Local Exhibits - May/June 2017
New Mexico Museum of Art
“Cady Wells: Ruminations”
Through September 17, 2017
Cady Wells ventured to Santa Fe in the early 1930s and for a period of time studied with Andrew Dasburg. Just prior to his arrival in New Mexico, he had traveled to Japan and studied the brush techniques of artists and calligraphers there. Very much a modernist, Wells had a singular vision for his work. In New Mexico he developed a completely personal style of painting, ranging from figural to abstraction and non-objective, but always with emotional depth and power. For this exhibit the museum is presenting a collection of the artist’s innovative watercolor paintings, the medium in which he excelled and is most identified.
“Imagining New Mexico”
Through September 17, 2017
“Imagining New Mexico” features selections from the museum's vast and wonderful permanent collection. Included in this current compilation of works is an unusual and intriguing oil painting by Gustave Baumann, a mysterious nocturnal scene. This exhibit allows visitors the opportunity to see lesser-known works, such as the Baumann painting, by the great artists of the Taos and Santa Fe art colonies.
Museum of Spanish Colonial Art
“Mirror, Mirror: Photographs of Frida Kahlo”
Through October 29, 2017
This is an impressive assemblage of photographs by a variety of exceptional photographers, such as Imogen Cunningham and Carl Van Vechten. More than fifty images are on display, revealing the iconic Mexican artist throughout her life, from young girl to mature artist and wife of painter, Diego Rivera. In addition, the museum has selected a number of later photographs by William Frej with scenes of Frida Kahlo’s home in Mexico City, now a museum, alongside contemporary works created in homage to Kahlo by artists from Santa Fe’s Spanish Market.
Institute of American Indian Arts
“Visions and Visionaries”
Through July 6, 2017
CONTINUED: IAIA has a new gallery space that they are using to feature works from their substantial permanent collection. This exhibit was organized to highlight the scope of artists who have worked under its auspices from the 1960s and onward. Overall, it presents a fascinating look at the development of Native art in the American Southwest.
Taos Art Museum at Fechin House
“W. Herbert “Buck” Dunton: Twilight of the West”
Through October 8, 2017
The Taos Art Museum at Fechin House has worked in partnership with the Panhandle-Plains Historical Museum in Canyon, Texas, to present this special exhibition focusing on the work of Taos master, William Herbert “Buck” Dunton.
A member of the popular Taos Society of Artists, Dunton was particularly interested in portraying the lives of the early settlers, the mountain men, and the cowboys who exemplified, for him, the rugged era that was quickly passing into history.
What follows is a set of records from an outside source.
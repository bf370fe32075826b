//! Wiring of all admission components over one document store

use std::sync::Arc;

use cg_common::{Clock, SystemClock};
use cg_config::AppConfig;
use cg_store::{ArtifactStore, DocumentStore, Documents, FsArtifactStore, JsonFileStore};
use tokio::sync::broadcast;
use tracing::info;

use crate::abuse::{AbuseDetector, ChurnPolicy};
use crate::admin::AdminService;
use crate::admission::Gatekeeper;
use crate::audit::AuditLog;
use crate::courses::{CodeLayout, CourseCodeAllocator, CourseRegistry};
use crate::keys::{AccountAgePolicy, KeyRegistry, KeySettings};
use crate::notification::create_notifier;
use crate::rate_limit::RateLimiter;
use crate::rating::RatingRegistry;
use crate::sweep::{spawn_eviction_task, EvictionSweeper};
use crate::{AdmissionError, Result};

#[derive(Clone)]
pub struct AdmissionServices {
    pub documents: Documents,
    pub audit: AuditLog,
    pub keys: KeyRegistry,
    pub rate_limiter: RateLimiter,
    pub abuse: AbuseDetector,
    pub courses: CourseRegistry,
    pub ratings: RatingRegistry,
    pub gatekeeper: Gatekeeper,
    pub admin: AdminService,
    config: AppConfig,
}

impl AdmissionServices {
    /// Open the JSON file store, the course directory and the audit log
    /// described by `config`
    pub async fn open(config: &AppConfig) -> Result<Self> {
        let database = config.store.database_file();
        let store = JsonFileStore::open(&database).await?;
        let artifacts = FsArtifactStore::open(&config.store.courses_dir)
            .await
            .map_err(AdmissionError::Artifact)?;
        let clock: Arc<dyn Clock> = Arc::new(SystemClock);
        let audit = AuditLog::new(
            &config.audit.log_path,
            create_notifier(&config.audit),
            clock.clone(),
        );

        info!(
            database = %database.display(),
            courses_dir = %config.store.courses_dir,
            production = config.store.production,
            "Admission services opened"
        );

        Ok(Self::assemble(
            config,
            Arc::new(store),
            Arc::new(artifacts),
            audit,
            clock,
        ))
    }

    pub fn assemble(
        config: &AppConfig,
        store: Arc<dyn DocumentStore>,
        artifacts: Arc<dyn ArtifactStore>,
        audit: AuditLog,
        clock: Arc<dyn Clock>,
    ) -> Self {
        let admission = &config.admission;
        let documents = Documents::new(store, config.store.access_timeout());

        let keys = KeyRegistry::new(documents.clone(), audit.clone(), clock.clone())
            .with_settings(KeySettings::from(admission))
            .with_age_policy(AccountAgePolicy {
                min_months: admission.min_account_age_months,
            });
        let rate_limiter = RateLimiter::new(documents.clone(), clock.clone(), admission.cooldown());
        let abuse = AbuseDetector::new(
            documents.clone(),
            clock.clone(),
            audit.clone(),
            ChurnPolicy::from(admission),
        );
        let allocator = CourseCodeAllocator::new(documents.clone(), artifacts)
            .with_layout(CodeLayout::from(admission));
        let courses = CourseRegistry::new(allocator, audit.clone(), clock);
        let ratings = RatingRegistry::new(documents.clone());
        let gatekeeper = Gatekeeper::new(
            rate_limiter.clone(),
            abuse.clone(),
            keys.clone(),
            audit.clone(),
        );
        let admin = AdminService::new(
            documents.clone(),
            keys.clone(),
            abuse.clone(),
            courses.clone(),
            ratings.clone(),
            audit.clone(),
        );

        Self {
            documents,
            audit,
            keys,
            rate_limiter,
            abuse,
            courses,
            ratings,
            gatekeeper,
            admin,
            config: config.clone(),
        }
    }

    pub fn sweeper(&self) -> EvictionSweeper {
        EvictionSweeper::new(
            self.rate_limiter.clone(),
            self.abuse.clone(),
            self.config.eviction.retention_multiplier,
        )
    }

    pub fn spawn_eviction(
        &self,
        shutdown_tx: broadcast::Sender<()>,
    ) -> Option<tokio::task::JoinHandle<()>> {
        spawn_eviction_task(
            self.rate_limiter.clone(),
            self.abuse.clone(),
            &self.config.eviction,
            shutdown_tx,
        )
    }
}
//! Request admission pipeline
//!
//! A request handler resolves the client IP and the identity, then asks the
//! `Gatekeeper`. The rate limiter runs first and the abuse detector second;
//! each step's write completes before the next step reads.

use std::fmt;

use serde::Serialize;
use serde_json::Value;
use tracing::debug;

use crate::abuse::AbuseDetector;
use crate::audit::AuditLog;
use crate::keys::KeyRegistry;
use crate::payload::{CourseFilePayload, PayloadShapeError};
use crate::rate_limit::RateLimiter;
use crate::Result;

/// Header value used when the proxy could not determine the client address
pub const UNKNOWN_IP: &str = "Unknown";

#[derive(Debug, Clone, PartialEq, Eq, Hash)]
pub enum ClientIp {
    Known(String),
    /// Exempt from rate limiting and churn tracking
    Unknown,
}

impl ClientIp {
    /// From a forwarded-for style header. Only the first hop is used.
    pub fn from_header(value: Option<&str>) -> Self {
        let first = value
            .and_then(|v| v.split(',').next())
            .map(str::trim)
            .unwrap_or_default();
        if first.is_empty() || first == UNKNOWN_IP {
            ClientIp::Unknown
        } else {
            ClientIp::Known(first.to_string())
        }
    }

    pub fn known(&self) -> Option<&str> {
        match self {
            ClientIp::Known(ip) => Some(ip),
            ClientIp::Unknown => None,
        }
    }
}

impl fmt::Display for ClientIp {
    fn fmt(&self, f: &mut fmt::Formatter<'_>) -> fmt::Result {
        match self {
            ClientIp::Known(ip) => write!(f, "{ip}"),
            ClientIp::Unknown => write!(f, "{UNKNOWN_IP}"),
        }
    }
}

#[derive(Debug, Clone, PartialEq, Serialize)]
#[serde(tag = "reason", rename_all = "snake_case")]
pub enum DenialReason {
    RateLimited,
    Locked,
    UnknownKey,
    InvalidPayload { error: PayloadShapeError },
}

impl DenialReason {
    /// Stable machine-readable code
    pub fn code(&self) -> &'static str {
        match self {
            DenialReason::RateLimited => "rate_limited",
            DenialReason::Locked => "locked",
            DenialReason::UnknownKey => "unknown_key",
            DenialReason::InvalidPayload { .. } => "invalid_payload",
        }
    }

    pub fn message(&self) -> &'static str {
        match self {
            DenialReason::RateLimited => "You are being rate limited, try again in a few seconds.",
            DenialReason::Locked => {
                "Your account has been locked. Contact an administrator if you think this is a mistake."
            }
            DenialReason::UnknownKey => "Invalid access key.",
            DenialReason::InvalidPayload { .. } => "Invalid course file.",
        }
    }
}

impl fmt::Display for DenialReason {
    fn fmt(&self, f: &mut fmt::Formatter<'_>) -> fmt::Result {
        match self {
            DenialReason::InvalidPayload { error } => write!(f, "{}: {error}", self.code()),
            _ => write!(f, "{}", self.code()),
        }
    }
}

#[derive(Debug, Clone, PartialEq, Serialize)]
#[serde(tag = "status", rename_all = "snake_case")]
pub enum Admission {
    Admitted { identity: String },
    Denied(DenialReason),
}

impl Admission {
    pub fn is_admitted(&self) -> bool {
        matches!(self, Admission::Admitted { .. })
    }

    pub fn denial(&self) -> Option<&DenialReason> {
        match self {
            Admission::Denied(reason) => Some(reason),
            Admission::Admitted { .. } => None,
        }
    }
}

#[derive(Debug, Clone, PartialEq)]
pub enum UploadAdmission {
    Accepted {
        identity: String,
        payload: CourseFilePayload,
    },
    Denied(DenialReason),
}

#[derive(Clone)]
pub struct Gatekeeper {
    rate_limiter: RateLimiter,
    abuse: AbuseDetector,
    keys: KeyRegistry,
    audit: AuditLog,
}

impl Gatekeeper {
    pub fn new(
        rate_limiter: RateLimiter,
        abuse: AbuseDetector,
        keys: KeyRegistry,
        audit: AuditLog,
    ) -> Self {
        Self {
            rate_limiter,
            abuse,
            keys,
            audit,
        }
    }

    /// Rate limit, then churn check, for an already authenticated identity
    pub async fn admit(&self, ip: &ClientIp, identity: &str) -> Result<Admission> {
        if !self.rate_limiter.check_and_record(ip).await? {
            let reason = self.deny(ip, identity, DenialReason::RateLimited).await;
            return Ok(Admission::Denied(reason));
        }
        if self.abuse.check_and_record(ip, identity).await? {
            let reason = self.deny(ip, identity, DenialReason::Locked).await;
            return Ok(Admission::Denied(reason));
        }
        debug!(ip = %ip, identity = %identity, "Admitted");
        Ok(Admission::Admitted {
            identity: identity.to_string(),
        })
    }

    /// Admission for requests that carry only an access key
    pub async fn admit_key(&self, ip: &ClientIp, key: Option<&str>) -> Result<Admission> {
        let identity = match key.filter(|k| !k.is_empty()) {
            Some(key) => self.keys.identity_for_key(key).await?,
            None => None,
        };
        match identity {
            Some(identity) => self.admit(ip, &identity).await,
            None => Ok(Admission::Denied(
                self.deny(ip, "-", DenialReason::UnknownKey).await,
            )),
        }
    }

    /// `admit`, then the course file shape check
    pub async fn admit_upload(
        &self,
        ip: &ClientIp,
        identity: &str,
        payload: &Value,
    ) -> Result<UploadAdmission> {
        match self.admit(ip, identity).await? {
            Admission::Denied(reason) => Ok(UploadAdmission::Denied(reason)),
            Admission::Admitted { identity } => match CourseFilePayload::decode(payload) {
                Ok(payload) => Ok(UploadAdmission::Accepted { identity, payload }),
                Err(error) => {
                    let reason = DenialReason::InvalidPayload { error };
                    Ok(UploadAdmission::Denied(self.deny(ip, &identity, reason).await))
                }
            },
        }
    }

    async fn deny(&self, ip: &ClientIp, identity: &str, reason: DenialReason) -> DenialReason {
        debug!(ip = %ip, identity = %identity, reason = %reason, "Denied");
        self.audit
            .record_local(&format!("[DENY] {reason} (ip: {ip}, identity: {identity})"))
            .await;
        reason
    }
}

#[cfg(test)]
mod tests {
    use super::*;

    #[test]
    fn test_client_ip_from_header() {
        assert_eq!(ClientIp::from_header(None), ClientIp::Unknown);
        assert_eq!(ClientIp::from_header(Some("")), ClientIp::Unknown);
        assert_eq!(ClientIp::from_header(Some("Unknown")), ClientIp::Unknown);
        assert_eq!(
            ClientIp::from_header(Some("203.0.113.7")),
            ClientIp::Known("203.0.113.7".to_string())
        );
        assert_eq!(
            ClientIp::from_header(Some(" 203.0.113.7, 10.0.0.1")),
            ClientIp::Known("203.0.113.7".to_string())
        );
    }

    #[test]
    fn test_denial_codes_are_stable() {
        assert_eq!(DenialReason::RateLimited.code(), "rate_limited");
        assert_eq!(DenialReason::Locked.code(), "locked");
        assert_eq!(DenialReason::UnknownKey.code(), "unknown_key");

        let reason = DenialReason::InvalidPayload {
            error: PayloadShapeError::WrongLength { found: 2 },
        };
        assert_eq!(reason.code(), "invalid_payload");
        assert_eq!(
            serde_json::to_value(&reason).unwrap(),
            serde_json::json!({
                "reason": "invalid_payload",
                "error": {"kind": "wrong_length", "found": 2}
            })
        );
    }

    #[test]
    fn test_admission_serializes() {
        let admitted = Admission::Admitted {
            identity: "alice".to_string(),
        };
        assert_eq!(
            serde_json::to_value(&admitted).unwrap(),
            serde_json::json!({"status": "admitted", "identity": "alice"})
        );
        assert!(admitted.is_admitted());
        assert_eq!(Admission::Denied(DenialReason::Locked).denial(), Some(&DenialReason::Locked));
    }
}
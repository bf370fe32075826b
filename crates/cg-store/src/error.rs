use std::time::Duration;
use thiserror::Error;

#[derive(Error, Debug)]
pub enum StoreError {
    #[error("Path not found: {0}")]
    NotFound(String),

    #[error("Invalid path: {0}")]
    InvalidPath(String),

    #[error("Store access timed out after {0:?}")]
    Timeout(Duration),

    #[error("IO error: {0}")]
    Io(#[from] std::io::Error),

    #[error("Serialization error: {0}")]
    Serialization(#[from] serde_json::Error),

    #[error("Write task failed: {0}")]
    WriteTask(String),
}

impl StoreError {
    pub fn is_not_found(&self) -> bool {
        matches!(self, StoreError::NotFound(_))
    }
}
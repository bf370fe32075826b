//! Append-only audit trail of admission decisions
//!
//! Each event is one line in the log file:
//!
//! ```text
//! [19.10.2026, 14:03:12] - [KEY] New user (identity: 76561198000000001)
//! ```
//!
//! and is optionally mirrored to a remote notifier. Recording never fails into
//! the caller: file errors are logged and remote delivery runs in its own task.

use std::path::{Path, PathBuf};
use std::sync::Arc;

use cg_common::Clock;
use chrono::Local;
use tokio::io::AsyncWriteExt;
use tokio::sync::Mutex;
use tracing::{error, info};

use crate::notification::{NoOpNotifier, RemoteNotifier};

const TIMESTAMP_FORMAT: &str = "%d.%m.%Y, %H:%M:%S";

#[derive(Clone)]
pub struct AuditLog {
    inner: Arc<AuditInner>,
}

struct AuditInner {
    file: Option<PathBuf>,
    // Serializes appends so lines never interleave
    write_lock: Mutex<()>,
    notifier: Arc<dyn RemoteNotifier>,
    clock: Arc<dyn Clock>,
}

impl AuditLog {
    pub fn new<P: AsRef<Path>>(
        file: P,
        notifier: Arc<dyn RemoteNotifier>,
        clock: Arc<dyn Clock>,
    ) -> Self {
        Self {
            inner: Arc::new(AuditInner {
                file: Some(file.as_ref().to_path_buf()),
                write_lock: Mutex::new(()),
                notifier,
                clock,
            }),
        }
    }

    /// No log file; events go to tracing and the notifier only
    pub fn without_file(notifier: Arc<dyn RemoteNotifier>, clock: Arc<dyn Clock>) -> Self {
        Self {
            inner: Arc::new(AuditInner {
                file: None,
                write_lock: Mutex::new(()),
                notifier,
                clock,
            }),
        }
    }

    pub fn disabled(clock: Arc<dyn Clock>) -> Self {
        Self::without_file(Arc::new(NoOpNotifier), clock)
    }

    pub fn file(&self) -> Option<&Path> {
        self.inner.file.as_deref()
    }

    pub fn format_line(&self, message: &str) -> String {
        let stamp = self.inner.clock.now().with_timezone(&Local);
        format!("[{}] - {}\n", stamp.format(TIMESTAMP_FORMAT), message)
    }

    /// Record an event. `remote` replaces `local` in the remote mirror when given.
    pub async fn record(&self, local: &str, remote: Option<&str>) {
        self.record_local(local).await;

        if self.inner.notifier.is_enabled() {
            let notifier = self.inner.notifier.clone();
            let content = remote.unwrap_or(local).to_string();
            tokio::spawn(async move {
                notifier.notify(&content).await;
            });
        }
    }

    /// Record an event in the log file only
    pub async fn record_local(&self, local: &str) {
        info!(target: "audit", event = %local, "Audit event");

        if let Some(file) = &self.inner.file {
            let line = self.format_line(local);
            let _guard = self.inner.write_lock.lock().await;
            if let Err(e) = append(file, line.as_bytes()).await {
                error!(error = %e, file = %file.display(), "Failed to append audit log");
            }
        }
    }

    /// Blocks local appends while the guard is alive
    #[cfg(test)]
    pub(crate) async fn hold_appends(&self) -> tokio::sync::MutexGuard<'_, ()> {
        self.inner.write_lock.lock().await
    }

    /// Whole log file, empty when nothing has been recorded yet
    pub async fn read_all(&self) -> std::io::Result<String> {
        let Some(file) = &self.inner.file else {
            return Ok(String::new());
        };
        match tokio::fs::read_to_string(file).await {
            Ok(contents) => Ok(contents),
            Err(e) if e.kind() == std::io::ErrorKind::NotFound => Ok(String::new()),
            Err(e) => Err(e),
        }
    }
}

async fn append(file: &Path, bytes: &[u8]) -> std::io::Result<()> {
    if let Some(parent) = file.parent().filter(|p| !p.as_os_str().is_empty()) {
        tokio::fs::create_dir_all(parent).await?;
    }
    let mut handle = tokio::fs::OpenOptions::new()
        .create(true)
        .append(true)
        .open(file)
        .await?;
    handle.write_all(bytes).await?;
    handle.flush().await
}

/// First characters of a key, enough to correlate without leaking it
pub(crate) fn mask_key(key: &str) -> String {
    let visible: String = key.chars().take(4).collect();
    format!("{visible}…")
}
He was quoted:
“The West has passed—more's the pity. In another twenty-five years the old-time westerner will have gone too—gone with the buffalo and the antelope. I'm going to hand down to posterity a bit of the unadulterated real thing, if it’s the last thing I do—and I’m going to do it muy pronto.”
Having learned of Taos from fellow artist Ernest Blumenschein, he left his illustration career in New York and moved to Taos permanently in 1915.
“The Harwood Collection: Blumenschein to Bell”
Closing soon: May 21, 2017
This exhibit explores the many ways that the northern New Mexico environment has influenced, and sometimes shaped, artists’ work. It is broken into six different categories to highlight various genres of work, but each begins with the word “Continuum.” As a whole, the exhibit offers viewers an excellent range of art created in the region during the twentieth century. The category titles are:
“Continuum: Light, Space and Time” (Photographs and works on paper)
“Continuum: Beyond Picturesque” (Taos Society of Artists and early 20th century)
“Continuum: Brave New World” (Abstract Expressionism)
“Continuum: Art-As-Art” (After the 1960s)
“Continuum: The Ascent of the Modern” (Cubism and Expressionism)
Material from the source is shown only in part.